▶ _INFORMATION SUPPLIED_:
########

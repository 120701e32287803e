//! Shared fixtures: a minimal ZIP writer and a store/indexer/streamer stack
//! rooted in a temporary directory.

#![allow(dead_code)]

use std::fs;
use std::io::Write;
use std::path::{Path, PathBuf};
use std::sync::Arc;

use byteorder::{LittleEndian, WriteBytesExt};
use flate2::Compression;
use flate2::write::DeflateEncoder;
use tempfile::TempDir;

use zipserve::{Indexer, MetadataStore, Streamer};

enum Method {
    Stored,
    Deflate,
    Raw(u16),
}

/// Builds single-disk archives without comments or ZIP64 records.
#[derive(Default)]
pub struct ZipBuilder {
    entries: Vec<(String, Method, Vec<u8>)>,
}

impl ZipBuilder {
    pub fn new() -> Self {
        Self::default()
    }

    pub fn stored(mut self, name: &str, data: impl AsRef<[u8]>) -> Self {
        self.entries
            .push((name.to_string(), Method::Stored, data.as_ref().to_vec()));
        self
    }

    pub fn deflated(mut self, name: &str, data: impl AsRef<[u8]>) -> Self {
        self.entries
            .push((name.to_string(), Method::Deflate, data.as_ref().to_vec()));
        self
    }

    /// An entry declaring `method` whose payload is `data` as given
    pub fn raw(mut self, name: &str, method: u16, data: impl AsRef<[u8]>) -> Self {
        self.entries
            .push((name.to_string(), Method::Raw(method), data.as_ref().to_vec()));
        self
    }

    pub fn build(&self) -> Vec<u8> {
        let mut out = Vec::new();
        let mut central = Vec::new();

        for (name, method, data) in &self.entries {
            let crc = crc32fast::hash(data);
            let (method, payload) = match method {
                Method::Stored => (0u16, data.clone()),
                Method::Deflate => {
                    let mut encoder = DeflateEncoder::new(Vec::new(), Compression::default());
                    encoder.write_all(data).unwrap();
                    (8u16, encoder.finish().unwrap())
                }
                Method::Raw(method) => (*method, data.clone()),
            };
            let offset = out.len() as u32;

            out.write_u32::<LittleEndian>(0x04034b50).unwrap();
            out.write_u16::<LittleEndian>(20).unwrap();
            out.write_u16::<LittleEndian>(0).unwrap();
            out.write_u16::<LittleEndian>(method).unwrap();
            out.write_u16::<LittleEndian>(0).unwrap();
            out.write_u16::<LittleEndian>(0x21).unwrap();
            out.write_u32::<LittleEndian>(crc).unwrap();
            out.write_u32::<LittleEndian>(payload.len() as u32).unwrap();
            out.write_u32::<LittleEndian>(data.len() as u32).unwrap();
            out.write_u16::<LittleEndian>(name.len() as u16).unwrap();
            out.write_u16::<LittleEndian>(0).unwrap();
            out.extend_from_slice(name.as_bytes());
            out.extend_from_slice(&payload);

            central.write_u32::<LittleEndian>(0x02014b50).unwrap();
            central.write_u16::<LittleEndian>(20).unwrap();
            central.write_u16::<LittleEndian>(20).unwrap();
            central.write_u16::<LittleEndian>(0).unwrap();
            central.write_u16::<LittleEndian>(method).unwrap();
            central.write_u16::<LittleEndian>(0).unwrap();
            central.write_u16::<LittleEndian>(0x21).unwrap();
            central.write_u32::<LittleEndian>(crc).unwrap();
            central.write_u32::<LittleEndian>(payload.len() as u32).unwrap();
            central.write_u32::<LittleEndian>(data.len() as u32).unwrap();
            central.write_u16::<LittleEndian>(name.len() as u16).unwrap();
            central.write_u16::<LittleEndian>(0).unwrap();
            central.write_u16::<LittleEndian>(0).unwrap();
            central.write_u16::<LittleEndian>(0).unwrap();
            central.write_u16::<LittleEndian>(0).unwrap();
            central.write_u32::<LittleEndian>(0).unwrap();
            central.write_u32::<LittleEndian>(offset).unwrap();
            central.extend_from_slice(name.as_bytes());
        }

        let cd_offset = out.len() as u32;
        out.extend_from_slice(&central);

        out.write_u32::<LittleEndian>(0x06054b50).unwrap();
        out.write_u16::<LittleEndian>(0).unwrap();
        out.write_u16::<LittleEndian>(0).unwrap();
        out.write_u16::<LittleEndian>(self.entries.len() as u16).unwrap();
        out.write_u16::<LittleEndian>(self.entries.len() as u16).unwrap();
        out.write_u32::<LittleEndian>(central.len() as u32).unwrap();
        out.write_u32::<LittleEndian>(cd_offset).unwrap();
        out.write_u16::<LittleEndian>(0).unwrap();
        out
    }

    pub fn write_to(&self, path: &Path) {
        fs::write(path, self.build()).unwrap();
    }
}

/// Store, indexer and streamer over a cache inside a temporary directory
pub struct Fixture {
    pub dir: TempDir,
    pub streamer: Streamer,
}

impl Fixture {
    pub fn new() -> Self {
        let dir = TempDir::new().unwrap();
        let store = MetadataStore::open(dir.path().join("cache").join("meta.db")).unwrap();
        let indexer = Arc::new(Indexer::new(Arc::new(store)));
        Self {
            dir,
            streamer: Streamer::new(indexer),
        }
    }

    pub fn indexer(&self) -> &Arc<Indexer> {
        self.streamer.indexer()
    }

    pub fn store(&self) -> &Arc<MetadataStore> {
        self.indexer().store()
    }

    /// Write `zip` as `name` inside the fixture directory
    pub fn archive(&self, name: &str, zip: ZipBuilder) -> PathBuf {
        let path = self.dir.path().join(name);
        zip.write_to(&path);
        path
    }

    pub fn read(&self, path: &Path, entry: &str) -> zipserve::Result<Vec<u8>> {
        let mut out = Vec::new();
        self.streamer.stream(path, entry, &mut out)?;
        Ok(out)
    }
}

########

▶ _TASK DETAILS_: Quote the records above exactly, from the first line through the line containing "use flate2::write::DeflateEncoder;", and nothing more.

▶ _EXERCISE ANSWER_:
repository 120701e32287803e
//! Shared fixtures: a minimal ZIP writer and a store/indexer/streamer stack
//! rooted in a temporary directory.

#![allow(dead_code)]

use std::fs;
use std::io::Write;
use std::path::{Path, PathBuf};
use std::sync::Arc;

use byteorder::{LittleEndian, WriteBytesExt};
use flate2::Compression;
use flate2::write::DeflateEncoder;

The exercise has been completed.